Data under study:
-----

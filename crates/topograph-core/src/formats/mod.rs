//! # Formats Module
//!
//! Serialization formats owned by the core.
//!
//! Only this module interprets the byte layout of the snapshot attributes
//! attached to host nodes.

mod snapshot;

pub use snapshot::*;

-----

Task prompt: Transcribe the records in full, keeping every character as it is.

Exercise output:
filename crates/topograph-core/src/formats/mod.rs
//! # Formats Module
//!
//! Serialization formats owned by the core.
//!
//! Only this module interprets the byte layout of the snapshot attributes
//! attached to host nodes.

mod snapshot;

pub use snapshot::*;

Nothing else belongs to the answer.